DATA
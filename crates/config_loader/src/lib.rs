//! # Config Loader
//!
//! Configuration loading and parsing module.
//!
//! Responsibilities:
//! - Parse TOML/JSON configuration files
//! - Validate configuration legality (field rules and cross-field rules)
//! - Generate `MonitorBlueprint`
//!
//! # Example
//!
//! ```no_run
//! use config_loader::ConfigLoader;
//! use std::path::Path;
//!
//! let blueprint = ConfigLoader::load_from_path(Path::new("monitor.toml")).unwrap();
//! println!("Device: {}", blueprint.device.address);
//! ```

mod parser;
mod validator;

pub use contracts::MonitorBlueprint;
pub use parser::ConfigFormat;

use contracts::ContractError;
use std::path::Path;

/// Configuration loader
///
/// Provides static methods to load configuration from files or strings.
pub struct ConfigLoader;

impl ConfigLoader {
    /// Load configuration from file path
    ///
    /// Automatically detects format from file extension (.toml / .json).
    ///
    /// # Errors
    /// - File read failure
    /// - Unsupported format
    /// - Parse failure
    /// - Validation failure
    pub fn load_from_path(path: &Path) -> Result<MonitorBlueprint, ContractError> {
        let format = Self::detect_format(path)?;
        let content = Self::read_file(path)?;
        Self::load_from_str(&content, format)
    }

    /// Load configuration from string
    ///
    /// # Errors
    /// - Parse failure
    /// - Validation failure
    pub fn load_from_str(
        content: &str,
        format: ConfigFormat,
    ) -> Result<MonitorBlueprint, ContractError> {
        let blueprint = parser::parse(content, format)?;
        validator::validate(&blueprint)?;
        Ok(blueprint)
    }

    /// Validate a blueprint built or modified in code (e.g. after CLI overrides)
    pub fn validate(blueprint: &MonitorBlueprint) -> Result<(), ContractError> {
        validator::validate(blueprint)
    }

    /// Serialize MonitorBlueprint to TOML string
    pub fn to_toml(blueprint: &MonitorBlueprint) -> Result<String, ContractError> {
        toml::to_string_pretty(blueprint)
            .map_err(|e| ContractError::config_parse(format!("TOML serialize error: {e}")))
    }

    /// Serialize MonitorBlueprint to JSON string
    pub fn to_json(blueprint: &MonitorBlueprint) -> Result<String, ContractError> {
        serde_json::to_string_pretty(blueprint)
            .map_err(|e| ContractError::config_parse(format!("JSON serialize error: {e}")))
    }
}

impl ConfigLoader {
    /// Infer configuration format from file extension
    fn detect_format(path: &Path) -> Result<ConfigFormat, ContractError> {
        let ext = path.extension().and_then(|e| e.to_str()).ok_or_else(|| {
            ContractError::config_parse("cannot determine file format from extension")
        })?;

        ConfigFormat::from_extension(ext).ok_or_else(|| {
            ContractError::config_parse(format!("unsupported config format: .{ext}"))
        })
    }

    fn read_file(path: &Path) -> Result<String, ContractError> {
        Ok(std::fs::read_to_string(path)?)
    }
}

DIRECTIONS
Your answer should be the listing itself, repeated exactly.

ANSWER
filename crates/config_loader/src/lib.rs
//! # Config Loader
//!
//! Configuration loading and parsing module.
//!
//! Responsibilities:
//! - Parse TOML/JSON configuration files
//! - Validate configuration legality (field rules and cross-field rules)
//! - Generate `MonitorBlueprint`
//!
//! # Example
//!
//! ```no_run
//! use config_loader::ConfigLoader;
//! use std::path::Path;
//!
//! let blueprint = ConfigLoader::load_from_path(Path::new("monitor.toml")).unwrap();
//! println!("Device: {}", blueprint.device.address);
//! ```

mod parser;
mod validator;

pub use contracts::MonitorBlueprint;
pub use parser::ConfigFormat;

use contracts::ContractError;
use std::path::Path;

/// Configuration loader
///
/// Provides static methods to load configuration from files or strings.
pub struct ConfigLoader;

impl ConfigLoader {
    /// Load configuration from file path
    ///
    /// Automatically detects format from file extension (.toml / .json).
    ///
    /// # Errors
    /// - File read failure
    /// - Unsupported format
    /// - Parse failure
    /// - Validation failure
    pub fn load_from_path(path: &Path) -> Result<MonitorBlueprint, ContractError> {
        let format = Self::detect_format(path)?;
        let content = Self::read_file(path)?;
        Self::load_from_str(&content, format)
    }

    /// Load configuration from string
    ///
    /// # Errors
    /// - Parse failure
    /// - Validation failure
    pub fn load_from_str(
        content: &str,
        format: ConfigFormat,
    ) -> Result<MonitorBlueprint, ContractError> {
        let blueprint = parser::parse(content, format)?;
        validator::validate(&blueprint)?;
        Ok(blueprint)
    }

    /// Validate a blueprint built or modified in code (e.g. after CLI overrides)
    pub fn validate(blueprint: &MonitorBlueprint) -> Result<(), ContractError> {
        validator::validate(blueprint)
    }

    /// Serialize MonitorBlueprint to TOML string
    pub fn to_toml(blueprint: &MonitorBlueprint) -> Result<String, ContractError> {
        toml::to_string_pretty(blueprint)
            .map_err(|e| ContractError::config_parse(format!("TOML serialize error: {e}")))
    }

    /// Serialize MonitorBlueprint to JSON string
    pub fn to_json(blueprint: &MonitorBlueprint) -> Result<String, ContractError> {
        serde_json::to_string_pretty(blueprint)
            .map_err(|e| ContractError::config_parse(format!("JSON serialize error: {e}")))
    }
}

impl ConfigLoader {
    /// Infer configuration format from file extension
    fn detect_format(path: &Path) -> Result<ConfigFormat, ContractError> {
        let ext = path.extension().and_then(|e| e.to_str()).ok_or_else(|| {
            ContractError::config_parse("cannot determine file format from extension")
        })?;

        ConfigFormat::from_extension(ext).ok_or_else(|| {
            ContractError::config_parse(format!("unsupported config format: .{ext}"))
        })
    }

    fn read_file(path: &Path) -> Result<String, ContractError> {
        Ok(std::fs::read_to_string(path)?)
    }
}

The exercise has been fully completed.